┌─ Input data

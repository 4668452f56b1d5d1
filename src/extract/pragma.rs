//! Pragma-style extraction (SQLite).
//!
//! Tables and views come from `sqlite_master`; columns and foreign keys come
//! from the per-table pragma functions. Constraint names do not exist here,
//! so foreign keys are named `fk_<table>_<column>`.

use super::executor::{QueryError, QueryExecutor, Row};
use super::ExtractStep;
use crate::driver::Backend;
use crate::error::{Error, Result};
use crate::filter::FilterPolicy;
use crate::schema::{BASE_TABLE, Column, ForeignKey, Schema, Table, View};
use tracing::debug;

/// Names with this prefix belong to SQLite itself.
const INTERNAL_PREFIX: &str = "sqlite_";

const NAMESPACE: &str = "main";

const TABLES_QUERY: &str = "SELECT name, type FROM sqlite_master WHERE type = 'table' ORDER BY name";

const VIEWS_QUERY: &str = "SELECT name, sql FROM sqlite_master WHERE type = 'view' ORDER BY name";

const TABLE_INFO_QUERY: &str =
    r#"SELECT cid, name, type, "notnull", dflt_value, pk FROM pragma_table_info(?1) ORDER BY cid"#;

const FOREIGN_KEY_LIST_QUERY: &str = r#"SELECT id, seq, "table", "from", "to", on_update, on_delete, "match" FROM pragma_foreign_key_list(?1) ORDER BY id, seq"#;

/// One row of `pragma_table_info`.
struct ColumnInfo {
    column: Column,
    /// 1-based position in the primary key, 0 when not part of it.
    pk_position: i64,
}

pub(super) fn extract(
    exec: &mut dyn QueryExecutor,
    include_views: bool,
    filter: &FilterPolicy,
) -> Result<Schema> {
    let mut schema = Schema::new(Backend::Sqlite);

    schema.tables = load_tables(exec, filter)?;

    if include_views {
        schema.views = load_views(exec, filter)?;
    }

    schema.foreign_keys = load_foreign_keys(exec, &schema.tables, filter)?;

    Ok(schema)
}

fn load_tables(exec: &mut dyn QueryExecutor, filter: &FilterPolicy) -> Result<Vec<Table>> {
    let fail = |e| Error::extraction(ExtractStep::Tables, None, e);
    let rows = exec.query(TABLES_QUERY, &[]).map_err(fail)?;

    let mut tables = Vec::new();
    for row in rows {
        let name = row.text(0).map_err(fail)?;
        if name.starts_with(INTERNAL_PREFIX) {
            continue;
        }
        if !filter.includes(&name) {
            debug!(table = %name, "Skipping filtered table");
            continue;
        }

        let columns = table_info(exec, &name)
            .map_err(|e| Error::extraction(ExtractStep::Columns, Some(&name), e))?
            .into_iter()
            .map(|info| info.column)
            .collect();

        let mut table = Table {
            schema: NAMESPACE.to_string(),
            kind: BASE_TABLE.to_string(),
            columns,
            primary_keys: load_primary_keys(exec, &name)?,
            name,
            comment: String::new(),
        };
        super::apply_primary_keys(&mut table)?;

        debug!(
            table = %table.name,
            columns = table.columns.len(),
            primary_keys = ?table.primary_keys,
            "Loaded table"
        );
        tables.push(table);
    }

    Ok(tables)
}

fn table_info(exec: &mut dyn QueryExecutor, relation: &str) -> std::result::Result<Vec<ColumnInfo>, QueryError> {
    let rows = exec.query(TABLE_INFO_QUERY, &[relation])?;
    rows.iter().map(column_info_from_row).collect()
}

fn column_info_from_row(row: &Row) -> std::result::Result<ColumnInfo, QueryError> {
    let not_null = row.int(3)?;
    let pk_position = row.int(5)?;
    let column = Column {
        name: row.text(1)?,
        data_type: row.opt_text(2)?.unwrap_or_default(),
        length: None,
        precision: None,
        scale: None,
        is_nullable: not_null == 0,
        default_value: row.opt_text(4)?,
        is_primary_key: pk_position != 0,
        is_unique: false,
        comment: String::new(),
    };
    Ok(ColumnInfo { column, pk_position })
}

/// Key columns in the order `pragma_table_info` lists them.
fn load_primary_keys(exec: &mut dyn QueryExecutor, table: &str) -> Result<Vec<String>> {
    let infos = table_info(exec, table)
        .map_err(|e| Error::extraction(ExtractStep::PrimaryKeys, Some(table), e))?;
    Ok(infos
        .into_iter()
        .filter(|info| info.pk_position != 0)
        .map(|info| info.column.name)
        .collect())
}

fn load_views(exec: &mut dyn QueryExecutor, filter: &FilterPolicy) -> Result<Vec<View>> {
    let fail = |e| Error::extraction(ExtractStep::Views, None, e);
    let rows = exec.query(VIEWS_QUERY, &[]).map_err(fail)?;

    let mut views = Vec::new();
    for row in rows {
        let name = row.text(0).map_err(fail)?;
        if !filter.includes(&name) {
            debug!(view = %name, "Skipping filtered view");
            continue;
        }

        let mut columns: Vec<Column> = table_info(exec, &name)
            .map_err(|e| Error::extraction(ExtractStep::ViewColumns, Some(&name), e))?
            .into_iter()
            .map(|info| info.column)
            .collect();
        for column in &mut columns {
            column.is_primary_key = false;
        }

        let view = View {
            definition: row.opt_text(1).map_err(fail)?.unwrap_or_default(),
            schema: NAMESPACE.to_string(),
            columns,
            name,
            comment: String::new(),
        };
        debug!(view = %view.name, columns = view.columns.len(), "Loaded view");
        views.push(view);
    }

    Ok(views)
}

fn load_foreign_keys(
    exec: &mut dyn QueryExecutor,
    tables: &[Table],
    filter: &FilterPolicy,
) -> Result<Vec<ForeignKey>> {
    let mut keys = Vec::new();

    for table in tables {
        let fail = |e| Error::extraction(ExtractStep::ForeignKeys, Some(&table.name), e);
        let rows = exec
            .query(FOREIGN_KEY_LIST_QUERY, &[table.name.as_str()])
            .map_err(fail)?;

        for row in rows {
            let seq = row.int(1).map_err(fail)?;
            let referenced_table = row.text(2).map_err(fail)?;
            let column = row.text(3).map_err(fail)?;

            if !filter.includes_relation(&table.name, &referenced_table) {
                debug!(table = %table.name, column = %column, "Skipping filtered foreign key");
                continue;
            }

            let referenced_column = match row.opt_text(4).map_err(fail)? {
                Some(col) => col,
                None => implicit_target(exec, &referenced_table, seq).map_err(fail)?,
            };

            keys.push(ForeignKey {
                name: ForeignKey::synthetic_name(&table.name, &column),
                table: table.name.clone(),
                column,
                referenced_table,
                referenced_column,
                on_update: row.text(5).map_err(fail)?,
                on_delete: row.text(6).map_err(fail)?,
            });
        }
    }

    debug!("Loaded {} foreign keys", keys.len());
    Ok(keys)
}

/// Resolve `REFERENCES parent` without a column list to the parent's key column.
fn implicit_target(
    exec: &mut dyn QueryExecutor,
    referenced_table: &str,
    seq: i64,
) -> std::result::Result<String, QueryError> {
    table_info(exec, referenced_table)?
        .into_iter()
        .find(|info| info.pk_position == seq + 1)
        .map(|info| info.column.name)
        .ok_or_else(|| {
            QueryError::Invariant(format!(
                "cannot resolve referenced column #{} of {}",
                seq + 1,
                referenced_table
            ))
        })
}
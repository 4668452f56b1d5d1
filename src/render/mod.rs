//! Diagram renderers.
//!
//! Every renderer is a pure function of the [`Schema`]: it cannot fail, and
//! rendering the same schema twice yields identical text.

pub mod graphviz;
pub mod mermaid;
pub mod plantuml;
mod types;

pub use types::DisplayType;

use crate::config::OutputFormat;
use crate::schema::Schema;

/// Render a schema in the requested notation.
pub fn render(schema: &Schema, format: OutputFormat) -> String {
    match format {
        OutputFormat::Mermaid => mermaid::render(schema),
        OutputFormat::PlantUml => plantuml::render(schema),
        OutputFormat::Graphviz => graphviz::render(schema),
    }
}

└─
┌─ Input data

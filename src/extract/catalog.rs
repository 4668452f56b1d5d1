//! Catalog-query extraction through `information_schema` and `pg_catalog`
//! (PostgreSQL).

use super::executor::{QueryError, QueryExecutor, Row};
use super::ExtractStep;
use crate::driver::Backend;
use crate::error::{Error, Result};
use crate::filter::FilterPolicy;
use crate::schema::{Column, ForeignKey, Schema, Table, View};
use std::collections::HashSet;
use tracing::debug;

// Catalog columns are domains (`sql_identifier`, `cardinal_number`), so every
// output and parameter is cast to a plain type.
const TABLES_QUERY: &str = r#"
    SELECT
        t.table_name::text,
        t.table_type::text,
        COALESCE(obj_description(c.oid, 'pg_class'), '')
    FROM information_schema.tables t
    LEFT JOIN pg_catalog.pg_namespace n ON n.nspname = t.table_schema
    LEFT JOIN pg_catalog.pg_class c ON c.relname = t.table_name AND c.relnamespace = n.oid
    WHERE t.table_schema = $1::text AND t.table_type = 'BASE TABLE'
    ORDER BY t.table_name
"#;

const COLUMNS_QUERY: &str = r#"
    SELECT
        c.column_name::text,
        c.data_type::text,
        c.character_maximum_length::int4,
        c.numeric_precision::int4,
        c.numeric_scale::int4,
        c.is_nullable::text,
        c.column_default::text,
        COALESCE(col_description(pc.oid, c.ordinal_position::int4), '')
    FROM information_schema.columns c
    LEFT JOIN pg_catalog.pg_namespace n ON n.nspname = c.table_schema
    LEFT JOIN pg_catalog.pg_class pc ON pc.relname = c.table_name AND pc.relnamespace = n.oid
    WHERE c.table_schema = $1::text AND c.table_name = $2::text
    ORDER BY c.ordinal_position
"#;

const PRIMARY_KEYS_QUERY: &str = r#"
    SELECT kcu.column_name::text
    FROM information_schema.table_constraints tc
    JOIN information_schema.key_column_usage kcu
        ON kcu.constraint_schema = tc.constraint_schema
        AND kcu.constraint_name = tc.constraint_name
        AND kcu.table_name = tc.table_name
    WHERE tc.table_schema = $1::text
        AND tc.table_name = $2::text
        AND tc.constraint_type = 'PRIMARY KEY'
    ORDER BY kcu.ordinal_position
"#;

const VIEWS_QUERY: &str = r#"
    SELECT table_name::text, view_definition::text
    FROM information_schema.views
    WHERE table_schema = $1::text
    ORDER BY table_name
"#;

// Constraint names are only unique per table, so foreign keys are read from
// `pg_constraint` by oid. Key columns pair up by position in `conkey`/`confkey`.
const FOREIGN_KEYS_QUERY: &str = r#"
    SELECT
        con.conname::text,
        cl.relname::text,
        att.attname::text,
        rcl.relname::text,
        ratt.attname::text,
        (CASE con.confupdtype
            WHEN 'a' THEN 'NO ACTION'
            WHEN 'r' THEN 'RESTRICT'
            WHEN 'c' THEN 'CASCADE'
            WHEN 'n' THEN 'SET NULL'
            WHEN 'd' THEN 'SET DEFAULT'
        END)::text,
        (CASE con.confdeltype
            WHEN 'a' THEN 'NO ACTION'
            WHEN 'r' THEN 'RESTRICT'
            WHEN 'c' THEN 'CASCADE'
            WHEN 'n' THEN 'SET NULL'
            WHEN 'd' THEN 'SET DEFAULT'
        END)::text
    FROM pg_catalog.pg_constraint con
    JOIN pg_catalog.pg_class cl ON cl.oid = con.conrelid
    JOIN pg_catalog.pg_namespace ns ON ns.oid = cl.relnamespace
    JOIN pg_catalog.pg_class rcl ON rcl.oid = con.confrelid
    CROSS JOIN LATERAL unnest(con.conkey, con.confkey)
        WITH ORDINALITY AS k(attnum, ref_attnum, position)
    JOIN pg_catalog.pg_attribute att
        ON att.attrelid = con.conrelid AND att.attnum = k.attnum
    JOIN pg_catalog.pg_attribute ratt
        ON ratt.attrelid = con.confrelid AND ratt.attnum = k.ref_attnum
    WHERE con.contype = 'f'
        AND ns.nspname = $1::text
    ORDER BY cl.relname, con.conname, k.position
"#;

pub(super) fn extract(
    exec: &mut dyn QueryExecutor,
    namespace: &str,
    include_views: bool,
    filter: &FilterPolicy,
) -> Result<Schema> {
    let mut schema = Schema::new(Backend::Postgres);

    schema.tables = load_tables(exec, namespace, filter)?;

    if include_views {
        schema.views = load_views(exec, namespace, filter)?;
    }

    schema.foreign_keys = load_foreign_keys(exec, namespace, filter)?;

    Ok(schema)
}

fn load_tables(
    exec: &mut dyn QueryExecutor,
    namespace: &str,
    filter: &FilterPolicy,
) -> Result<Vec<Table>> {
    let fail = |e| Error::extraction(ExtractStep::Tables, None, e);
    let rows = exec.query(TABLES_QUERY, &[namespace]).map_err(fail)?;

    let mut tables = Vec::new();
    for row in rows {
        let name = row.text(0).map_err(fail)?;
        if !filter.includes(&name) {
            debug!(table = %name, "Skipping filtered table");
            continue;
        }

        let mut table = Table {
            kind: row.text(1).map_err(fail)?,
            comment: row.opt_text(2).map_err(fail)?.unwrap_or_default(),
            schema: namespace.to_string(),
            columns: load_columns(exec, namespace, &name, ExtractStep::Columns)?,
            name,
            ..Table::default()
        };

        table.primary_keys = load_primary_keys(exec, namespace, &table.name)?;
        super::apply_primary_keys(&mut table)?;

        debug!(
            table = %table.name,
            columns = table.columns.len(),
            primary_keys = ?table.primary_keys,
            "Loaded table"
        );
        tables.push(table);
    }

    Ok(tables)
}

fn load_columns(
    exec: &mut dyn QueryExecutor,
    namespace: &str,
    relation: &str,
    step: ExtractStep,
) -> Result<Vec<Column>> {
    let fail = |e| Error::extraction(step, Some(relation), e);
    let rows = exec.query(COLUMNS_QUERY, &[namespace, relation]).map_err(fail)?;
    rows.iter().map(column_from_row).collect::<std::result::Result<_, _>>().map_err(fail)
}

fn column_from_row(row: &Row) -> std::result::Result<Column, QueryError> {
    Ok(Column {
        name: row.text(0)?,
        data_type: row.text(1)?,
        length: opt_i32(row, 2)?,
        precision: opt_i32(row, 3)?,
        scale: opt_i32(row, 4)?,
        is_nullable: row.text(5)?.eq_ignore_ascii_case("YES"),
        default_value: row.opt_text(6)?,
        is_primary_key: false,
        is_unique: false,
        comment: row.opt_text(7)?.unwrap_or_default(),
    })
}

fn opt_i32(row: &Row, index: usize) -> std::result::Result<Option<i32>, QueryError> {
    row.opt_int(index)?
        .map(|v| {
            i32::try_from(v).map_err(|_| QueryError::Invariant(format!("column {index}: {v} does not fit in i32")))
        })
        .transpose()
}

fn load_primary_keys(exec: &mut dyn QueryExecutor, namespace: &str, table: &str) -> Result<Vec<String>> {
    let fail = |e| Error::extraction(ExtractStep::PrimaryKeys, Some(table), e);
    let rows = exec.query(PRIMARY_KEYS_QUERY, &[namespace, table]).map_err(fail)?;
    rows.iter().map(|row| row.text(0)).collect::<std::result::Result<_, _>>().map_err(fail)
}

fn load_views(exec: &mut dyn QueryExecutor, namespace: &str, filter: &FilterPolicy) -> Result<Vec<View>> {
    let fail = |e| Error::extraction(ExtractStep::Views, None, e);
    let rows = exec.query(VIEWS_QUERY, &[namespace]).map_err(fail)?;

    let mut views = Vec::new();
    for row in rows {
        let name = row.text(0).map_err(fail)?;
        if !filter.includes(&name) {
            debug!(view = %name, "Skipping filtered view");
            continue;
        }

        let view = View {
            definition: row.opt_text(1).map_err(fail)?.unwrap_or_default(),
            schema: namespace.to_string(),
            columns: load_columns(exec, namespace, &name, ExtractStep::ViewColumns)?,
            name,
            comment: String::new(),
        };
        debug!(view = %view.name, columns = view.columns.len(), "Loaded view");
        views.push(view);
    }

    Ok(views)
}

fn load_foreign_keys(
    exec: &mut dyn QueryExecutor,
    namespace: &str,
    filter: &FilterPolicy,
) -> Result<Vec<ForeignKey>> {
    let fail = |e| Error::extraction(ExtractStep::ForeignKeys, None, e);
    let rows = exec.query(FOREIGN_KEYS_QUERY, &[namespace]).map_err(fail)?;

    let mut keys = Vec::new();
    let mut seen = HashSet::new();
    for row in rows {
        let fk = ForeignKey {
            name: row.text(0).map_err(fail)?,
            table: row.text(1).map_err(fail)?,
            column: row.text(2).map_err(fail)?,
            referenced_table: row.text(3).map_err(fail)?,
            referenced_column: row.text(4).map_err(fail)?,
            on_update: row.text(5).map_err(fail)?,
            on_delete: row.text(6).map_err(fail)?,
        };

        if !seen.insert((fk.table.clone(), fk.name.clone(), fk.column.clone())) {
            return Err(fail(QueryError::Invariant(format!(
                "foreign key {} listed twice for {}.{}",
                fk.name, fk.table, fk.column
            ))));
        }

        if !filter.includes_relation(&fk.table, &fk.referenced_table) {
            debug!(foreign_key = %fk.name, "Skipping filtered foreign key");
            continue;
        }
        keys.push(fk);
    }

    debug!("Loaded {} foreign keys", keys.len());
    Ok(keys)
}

└─
┌─ Input data

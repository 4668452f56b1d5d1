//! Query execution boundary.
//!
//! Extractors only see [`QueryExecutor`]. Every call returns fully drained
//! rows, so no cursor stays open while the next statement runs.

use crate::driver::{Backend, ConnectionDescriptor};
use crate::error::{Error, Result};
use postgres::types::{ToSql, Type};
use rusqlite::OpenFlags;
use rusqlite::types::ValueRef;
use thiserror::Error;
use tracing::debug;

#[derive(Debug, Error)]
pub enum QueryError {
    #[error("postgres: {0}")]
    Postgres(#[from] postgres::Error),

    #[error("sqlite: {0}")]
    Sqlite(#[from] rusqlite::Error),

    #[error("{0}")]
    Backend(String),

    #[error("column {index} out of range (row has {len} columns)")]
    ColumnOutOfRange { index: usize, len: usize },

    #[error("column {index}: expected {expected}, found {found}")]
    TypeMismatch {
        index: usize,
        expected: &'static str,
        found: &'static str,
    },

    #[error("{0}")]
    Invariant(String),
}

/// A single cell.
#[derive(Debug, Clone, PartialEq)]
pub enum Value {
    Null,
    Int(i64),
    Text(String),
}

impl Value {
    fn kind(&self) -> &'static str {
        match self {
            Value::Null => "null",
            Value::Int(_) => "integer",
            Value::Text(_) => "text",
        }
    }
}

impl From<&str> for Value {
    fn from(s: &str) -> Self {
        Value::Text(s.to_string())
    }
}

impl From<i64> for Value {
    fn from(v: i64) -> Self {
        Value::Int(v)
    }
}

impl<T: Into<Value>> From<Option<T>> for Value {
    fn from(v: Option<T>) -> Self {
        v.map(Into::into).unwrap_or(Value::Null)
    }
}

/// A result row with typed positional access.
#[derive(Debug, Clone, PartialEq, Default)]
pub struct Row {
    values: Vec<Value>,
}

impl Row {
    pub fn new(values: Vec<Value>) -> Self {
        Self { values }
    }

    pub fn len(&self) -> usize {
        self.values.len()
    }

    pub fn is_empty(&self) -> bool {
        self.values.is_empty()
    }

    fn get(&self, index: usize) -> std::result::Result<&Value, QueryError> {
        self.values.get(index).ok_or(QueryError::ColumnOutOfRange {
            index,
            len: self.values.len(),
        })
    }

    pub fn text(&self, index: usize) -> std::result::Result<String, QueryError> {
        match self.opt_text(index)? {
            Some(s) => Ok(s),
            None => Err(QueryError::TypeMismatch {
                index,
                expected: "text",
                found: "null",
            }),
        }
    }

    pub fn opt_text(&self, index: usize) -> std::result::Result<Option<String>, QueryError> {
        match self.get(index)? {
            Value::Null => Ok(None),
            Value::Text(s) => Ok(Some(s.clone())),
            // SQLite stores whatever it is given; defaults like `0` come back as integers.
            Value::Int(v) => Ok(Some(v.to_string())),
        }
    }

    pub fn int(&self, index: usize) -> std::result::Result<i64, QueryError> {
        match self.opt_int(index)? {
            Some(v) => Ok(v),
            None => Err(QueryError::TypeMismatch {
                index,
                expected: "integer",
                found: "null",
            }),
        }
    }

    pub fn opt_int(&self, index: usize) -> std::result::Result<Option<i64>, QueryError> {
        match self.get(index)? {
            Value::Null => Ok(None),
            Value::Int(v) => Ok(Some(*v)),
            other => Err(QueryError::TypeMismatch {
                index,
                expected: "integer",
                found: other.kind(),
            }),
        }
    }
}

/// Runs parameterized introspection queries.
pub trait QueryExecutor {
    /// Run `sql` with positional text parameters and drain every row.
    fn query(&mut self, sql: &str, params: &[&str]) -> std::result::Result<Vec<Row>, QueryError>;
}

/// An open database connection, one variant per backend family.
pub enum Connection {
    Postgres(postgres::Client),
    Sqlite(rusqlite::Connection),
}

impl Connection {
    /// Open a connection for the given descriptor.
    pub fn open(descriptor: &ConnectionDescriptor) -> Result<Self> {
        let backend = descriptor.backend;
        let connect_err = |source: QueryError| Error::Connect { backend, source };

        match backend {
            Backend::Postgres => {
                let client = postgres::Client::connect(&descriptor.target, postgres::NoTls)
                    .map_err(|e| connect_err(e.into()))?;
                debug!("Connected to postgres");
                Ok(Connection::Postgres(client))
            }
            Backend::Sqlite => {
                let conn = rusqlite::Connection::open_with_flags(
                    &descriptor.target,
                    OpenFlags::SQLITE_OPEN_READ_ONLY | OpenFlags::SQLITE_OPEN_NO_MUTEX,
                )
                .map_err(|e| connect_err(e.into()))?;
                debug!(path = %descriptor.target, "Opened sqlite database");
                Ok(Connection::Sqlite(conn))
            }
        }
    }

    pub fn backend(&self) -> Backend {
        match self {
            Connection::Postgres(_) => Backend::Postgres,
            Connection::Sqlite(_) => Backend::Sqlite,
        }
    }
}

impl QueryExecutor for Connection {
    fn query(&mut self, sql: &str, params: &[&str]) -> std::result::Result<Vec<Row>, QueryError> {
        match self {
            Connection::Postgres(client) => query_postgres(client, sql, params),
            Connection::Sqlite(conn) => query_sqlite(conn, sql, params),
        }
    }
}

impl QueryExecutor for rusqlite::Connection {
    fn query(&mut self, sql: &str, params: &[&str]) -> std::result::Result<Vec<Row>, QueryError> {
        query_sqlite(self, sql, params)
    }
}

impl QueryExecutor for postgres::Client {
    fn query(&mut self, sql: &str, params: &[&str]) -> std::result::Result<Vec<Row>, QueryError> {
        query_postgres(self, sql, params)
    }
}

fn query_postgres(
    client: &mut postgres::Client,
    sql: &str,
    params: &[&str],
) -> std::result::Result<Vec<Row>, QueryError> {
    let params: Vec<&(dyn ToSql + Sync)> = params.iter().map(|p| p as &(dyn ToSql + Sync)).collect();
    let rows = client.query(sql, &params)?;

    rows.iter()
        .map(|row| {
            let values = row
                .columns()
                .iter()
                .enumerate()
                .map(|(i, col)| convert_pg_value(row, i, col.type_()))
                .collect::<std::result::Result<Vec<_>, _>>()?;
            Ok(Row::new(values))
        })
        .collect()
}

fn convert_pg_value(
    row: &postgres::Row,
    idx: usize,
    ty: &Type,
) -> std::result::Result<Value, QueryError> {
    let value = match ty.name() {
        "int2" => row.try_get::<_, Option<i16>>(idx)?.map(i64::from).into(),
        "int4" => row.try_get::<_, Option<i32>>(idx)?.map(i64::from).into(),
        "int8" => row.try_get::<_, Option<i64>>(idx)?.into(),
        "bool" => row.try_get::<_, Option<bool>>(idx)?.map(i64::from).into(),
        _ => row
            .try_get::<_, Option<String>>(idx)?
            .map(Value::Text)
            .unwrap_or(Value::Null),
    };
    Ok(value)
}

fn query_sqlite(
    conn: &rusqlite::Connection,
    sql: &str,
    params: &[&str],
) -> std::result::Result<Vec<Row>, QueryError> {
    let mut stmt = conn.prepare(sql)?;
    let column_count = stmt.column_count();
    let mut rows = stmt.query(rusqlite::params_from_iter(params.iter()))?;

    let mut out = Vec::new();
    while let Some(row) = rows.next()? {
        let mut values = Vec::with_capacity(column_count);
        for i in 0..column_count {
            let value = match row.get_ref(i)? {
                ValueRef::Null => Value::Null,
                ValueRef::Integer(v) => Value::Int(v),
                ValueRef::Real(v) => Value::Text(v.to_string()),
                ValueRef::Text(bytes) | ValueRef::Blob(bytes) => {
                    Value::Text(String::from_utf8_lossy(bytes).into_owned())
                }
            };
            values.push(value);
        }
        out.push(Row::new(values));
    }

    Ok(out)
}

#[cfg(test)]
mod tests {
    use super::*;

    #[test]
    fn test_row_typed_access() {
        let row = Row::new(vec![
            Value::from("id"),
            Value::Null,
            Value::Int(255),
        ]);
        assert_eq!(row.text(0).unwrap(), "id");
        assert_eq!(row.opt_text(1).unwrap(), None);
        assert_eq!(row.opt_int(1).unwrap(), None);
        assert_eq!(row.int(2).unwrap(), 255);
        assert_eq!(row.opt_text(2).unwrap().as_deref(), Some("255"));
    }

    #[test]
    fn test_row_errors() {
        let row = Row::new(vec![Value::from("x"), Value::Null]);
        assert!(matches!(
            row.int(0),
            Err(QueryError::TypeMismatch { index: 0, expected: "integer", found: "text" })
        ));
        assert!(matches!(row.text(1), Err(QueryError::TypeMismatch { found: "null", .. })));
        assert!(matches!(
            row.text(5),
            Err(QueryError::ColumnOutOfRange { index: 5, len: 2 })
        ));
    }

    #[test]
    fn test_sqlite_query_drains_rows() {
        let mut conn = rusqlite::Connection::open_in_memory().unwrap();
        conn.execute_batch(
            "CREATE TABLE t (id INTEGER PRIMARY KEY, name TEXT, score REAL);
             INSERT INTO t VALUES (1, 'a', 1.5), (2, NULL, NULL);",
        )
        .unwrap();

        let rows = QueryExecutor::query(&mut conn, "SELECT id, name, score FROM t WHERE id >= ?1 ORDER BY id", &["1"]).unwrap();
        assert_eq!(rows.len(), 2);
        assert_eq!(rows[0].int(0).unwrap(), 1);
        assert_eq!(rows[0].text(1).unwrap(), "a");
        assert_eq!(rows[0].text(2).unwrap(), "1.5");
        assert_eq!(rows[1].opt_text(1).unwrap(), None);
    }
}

└─

Exercise instructions ▸
How many lines in the entries above hold the word "derive"? Reply with the number by itself.

Reply ▸
3